Stockholm is looking for money for combat supplies it sent to Ukraine, according to local media
Sweden is seeking compensation from the European Union for military equipment it sent to Ukraine in its ongoing conflict with Russia, Swedish Radio reported on Wednesday.
Stockholm has approved the shipment of military supplies to Ukraine over the past two months. At the end of February, he gave the go-ahead for the delivery of some 135,000 field rations, 5,000 helmets and 5,000 pieces of body armor, as well as some 5,000 shoulder-mounted Pansarskott 86 anti-tank grenade launchers.
At the end of March, the country approved the delivery of 5,000 additional anti-tank weapons, as well as demining kits. The two lots had an estimated cost of 413 million crowns ($43.5 million) and 205 million crowns ($21.7 million), respectively.

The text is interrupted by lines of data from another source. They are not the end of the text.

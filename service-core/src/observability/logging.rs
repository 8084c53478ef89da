use tracing_subscriber::{layer::SubscriberExt, util::SubscriberInitExt};

/// Initialize the global tracing subscriber with an env-filter and a JSON
/// formatter. `RUST_LOG` overrides the configured level when set.
pub fn init_tracing(service_name: &str, log_level: &str) {
    let env_filter = tracing_subscriber::EnvFilter::try_from_default_env()
        .unwrap_or_else(|_| tracing_subscriber::EnvFilter::new(log_level));

    tracing_subscriber::registry()
        .with(env_filter)
        .with(
            tracing_subscriber::fmt::layer()
                .with_file(true)
                .with_line_number(true)
                .json()
                .flatten_event(true),
        )
        .init();

    tracing::info!(service = %service_name, "Tracing initialized");
}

The country is now seeking compensation from the European Union for its deliveries, asking for 95 million crowns ($10 million) for the 5,000 helmet batch alone, the outlet reported, noting that the sum is significantly higher than the actual cost of “old” equipment. Still, Stockholm is unlikely to benefit from Ukraine’s deliveries if it does manage to receive compensation from the EU. Instead, supporting Kyiv will likely entail costs, the radio station suggested.
Several European countries – as well as the United States – have pledged their support for kyiv amid its clash with Moscow, sending weapons and various equipment to support Ukrainian forces. Some Western leaders – such as British Prime Minister Boris Johnson and EU foreign policy chief Josep Borrell – have openly said they want Russia “to be defeated” by Ukraine on the battlefield.
Moscow urged Western nations against “pumping” Ukraine with weapons, warning that this would only prolong the conflict and inflict further damage on Ukraine and its people.
Russia attacked the neighboring state in late February, following Ukraine’s failure to implement the terms of the Minsk agreements, first signed in 2014, and Moscow’s eventual recognition of the republics from the Donbass of Donetsk and Lugansk. The Minsk Protocol negotiated by Germany and France was designed to give breakaway regions a special status within the Ukrainian state.
The Kremlin has since demanded that Ukraine officially declare itself a neutral country that will never join the US-led NATO military bloc. kyiv insists the Russian offensive was unprovoked and has denied claims it planned to retake the two republics by force.